S'asseyant, il entreprit de lécher sa patte avant droit pour la faire passer derrière son oreille, témoignant ainsi de son plus grand irrespect pour le Clan des Etoiles. La chatte était en train de les défendre du mieux qu'elle pouvait, tentant inutilement d'équilibrer son jugement. Tout ce qu'elle pouvait dire se heurtait à l'oreille d'un sourd. C'était comme convertir un agnostique, qui ne croit pas en ces choses soit disant supérieurs à eux, dotées d'un pouvoir influent. Non. Ils n'étaient que des chats stupides, morts depuis des lunes. Il n'y croyait plus depuis bien longtemps. Pour lui c'était désormais des contes pour chatons. Il n'était plus un petit félin naïf.

- Tu gâches ta salive. En fait... je vais te dire quelque chose. J'ai appartenu à un Clan. On m'a accusé d'un meurtre que je n'avais pas commis. J'aurai pu être chef, mais mon frère était jaloux. Dis-moi comment tes ancêtres peuvent laisser un chaton mourir pour un combat qui n'est pas le sien ? Où est la justice, où est l'honneur du Clan des Etoiles ? Nul part ! Ils ne sont rien, juste une histoire pour gamins.

Il rit d'un rire jaune.
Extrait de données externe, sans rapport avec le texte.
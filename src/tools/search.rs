//! Web search through the langsearch.com API

use super::{parse_input, Tool, ToolContext, ToolOutput};
use async_trait::async_trait;
use reqwest::Client;
use serde::Deserialize;
use serde_json::{json, Value};
use std::time::Duration;

const DEFAULT_BASE_URL: &str = "https://api.langsearch.com";
const NUM_RESULTS: u32 = 2;

#[derive(Debug, Clone)]
pub struct SearchConfig {
    pub api_key: Option<String>,
    pub base_url: String,
}

impl Default for SearchConfig {
    fn default() -> Self {
        Self {
            api_key: None,
            base_url: DEFAULT_BASE_URL.to_string(),
        }
    }
}

impl SearchConfig {
    pub fn from_env() -> Self {
        Self {
            api_key: std::env::var("LANGSEARCH_API_KEY")
                .ok()
                .filter(|k| !k.is_empty()),
            base_url: std::env::var("LANGSEARCH_BASE_URL")
                .unwrap_or_else(|_| DEFAULT_BASE_URL.to_string()),
        }
    }
}

pub struct SearchTool {
    client: Client,
    config: SearchConfig,
}

#[derive(Debug, Deserialize)]
struct SearchInput {
    query: String,
}

impl SearchTool {
    pub fn new(config: SearchConfig) -> Self {
        let client = Client::builder()
            .timeout(Duration::from_secs(30))
            .build()
            .unwrap_or_default();
        Self { client, config }
    }

    async fn search(&self, api_key: &str, query: &str) -> Result<Value, String> {
        let url = format!("{}/v1/web-search", self.config.base_url.trim_end_matches('/'));

        let response = self
            .client
            .post(&url)
            .bearer_auth(api_key)
            .json(&json!({ "query": query, "num_results": NUM_RESULTS }))
            .send()
            .await
            .map_err(|e| format!("Search request failed: {e}"))?;

        let status = response.status();
        if !status.is_success() {
            let body = response.text().await.unwrap_or_default();
            return Err(format!("Search failed with HTTP {}: {body}", status.as_u16()));
        }

        response
            .json::<Value>()
            .await
            .map_err(|e| format!("Invalid search response: {e}"))
    }
}

#[async_trait]
impl Tool for SearchTool {
    fn name(&self) -> &'static str {
        "search_tool"
    }

    fn description(&self) -> String {
        "Search the web for current information and return the top results as JSON. \
         Use for facts that may have changed recently or that you are unsure about."
            .to_string()
    }

    fn input_schema(&self) -> Value {
        json!({
            "type": "object",
            "required": ["query"],
            "properties": {
                "query": {"type": "string", "description": "Search query"}
            }
        })
    }

    async fn run(&self, input: Value, ctx: ToolContext) -> ToolOutput {
        let input: SearchInput = match parse_input(input) {
            Ok(i) => i,
            Err(e) => return e,
        };

        let Some(api_key) = self.config.api_key.as_deref() else {
            return ToolOutput::json_error("LANGSEARCH_API_KEY is not set");
        };

        tokio::select! {
            () = ctx.cancel.cancelled() => ToolOutput::json_error("search cancelled"),
            result = self.search(api_key, &input.query) => match result {
                Ok(value) => ToolOutput::json(&value),
                Err(e) => {
                    tracing::warn!(session_id = %ctx.session_id, error = %e, "Search failed");
                    ToolOutput::json_error(e)
                }
            },
        }
    }
}

#[cfg(test)]
mod tests {
    use super::*;
    use crate::db::ResultKind;
    use crate::tools::test_context;
    use wiremock::matchers::{body_json, header, method, path};
    use wiremock::{Mock, MockServer, ResponseTemplate};

    fn tool_for(server: &MockServer) -> SearchTool {
        SearchTool::new(SearchConfig {
            api_key: Some("secret".to_string()),
            base_url: server.uri(),
        })
    }

    #[tokio::test]
    async fn test_search_returns_json() {
        let server = MockServer::start().await;
        Mock::given(method("POST"))
            .and(path("/v1/web-search"))
            .and(header("authorization", "Bearer secret"))
            .and(body_json(json!({"query": "rust", "num_results": 2})))
            .respond_with(ResponseTemplate::new(200).set_body_json(json!({
                "data": {"webPages": {"value": [{"name": "Rust", "url": "https://rust-lang.org"}]}}
            })))
            .mount(&server)
            .await;

        let dir = tempfile::tempdir().unwrap();
        let result = tool_for(&server)
            .run(json!({"query": "rust"}), test_context(dir.path()))
            .await;

        assert!(result.success, "{}", result.output);
        assert_eq!(result.kind, ResultKind::Json);
        let value: Value = serde_json::from_str(&result.output).unwrap();
        assert_eq!(value["data"]["webPages"]["value"][0]["name"], "Rust");
    }

    #[tokio::test]
    async fn test_search_http_error() {
        let server = MockServer::start().await;
        Mock::given(method("POST"))
            .respond_with(ResponseTemplate::new(401).set_body_string("bad key"))
            .mount(&server)
            .await;

        let dir = tempfile::tempdir().unwrap();
        let result = tool_for(&server)
            .run(json!({"query": "rust"}), test_context(dir.path()))
            .await;

        assert!(!result.success);
        let value: Value = serde_json::from_str(&result.output).unwrap();
        assert!(value["error"].as_str().unwrap().contains("401"));
    }

    #[tokio::test]
    async fn test_search_without_key() {
        let dir = tempfile::tempdir().unwrap();
        let result = SearchTool::new(SearchConfig::default())
            .run(json!({"query": "rust"}), test_context(dir.path()))
            .await;
        assert!(!result.success);
        assert!(result.output.contains("LANGSEARCH_API_KEY"));
    }
}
La situation lui paraissait comique aujourd'hui. Là où il était allé durant son exil, il n'avait jamais entendu parler d'ancêtres. Des chats qui vivaient en petits groupes l'avaient accueilli pendant quelques jours. Ils ne croyaient pas en leurs ancêtres, juste en eux.

- Il n'y a que les faibles, ceux qui veulent s'attacher à des croyances qui prient le Clan des Etoiles. Les autres croient en eux, en leur capacité à affronter les événements. Parce que tu sais, si tu tombes dans l'eau, ce n'est pas un ancêtre qui va t'en sortir mais toi. Tu ne peux avoir confiance qu'en toi-même.

Le solitaire gronda un peu avant de fermer les yeux et d'aller faire ses griffes sur un arbre tout proche, ignorant son regard peut-être chargé de reproches. Elle pouvait bien penser ce qu'elle voulait, mais en attendant elle était maigre, sûrement solitaire et chassée de son Clan. Ils sont beaux ses ancêtres pour la laisser dans une telle pagaille.